| Exercise brief |
Copy out every line of the data where the word "directory" is found.

[Opening The data section]

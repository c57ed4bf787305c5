//! Small helpers for logging and file system validation.

use std::error::Error;
use std::fs as stdfs;
use tokio::fs;
use tracing::{info, instrument};

/// Truncate a string for logging purposes.
///
/// Long strings (API error bodies, mostly) are cut to `max` bytes with an
/// ellipsis and byte count indicator appended.
pub fn truncate_for_log(s: &str, max: usize) -> String {
    if s.len() <= max {
        s.to_string()
    } else {
        let mut cut = max;
        while !s.is_char_boundary(cut) {
            cut -= 1;
        }
        format!("{}…(+{} bytes)", &s[..cut], s.len() - cut)
    }
}

/// Ensure a directory exists and is writable.
///
/// Creates the directory if needed, then probes it with a throwaway file.
/// Called before the run so a bad snapshot path surfaces up front.
#[instrument(level = "info", skip_all, fields(path = %path))]
pub async fn ensure_writable_dir(path: &str) -> Result<(), Box<dyn Error>> {
    if let Err(e) = fs::create_dir_all(path).await {
        return Err(Box::new(e));
    }
    // Try a small sync write using std fs (simpler error surface)
    let probe_path = format!("{}/..__probe_write__", path.trim_end_matches('/'));
    match stdfs::File::create(&probe_path) {
        Ok(_) => {
            let _ = stdfs::remove_file(&probe_path);
            info!("Data directory is writable");
            Ok(())
        }
        Err(e) => Err(Box::new(e)),
    }
}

[Closing The data section]

| Answer space |
/// Ensure a directory exists and is writable.
/// Creates the directory if needed, then probes it with a throwaway file.
            info!("Data directory is writable");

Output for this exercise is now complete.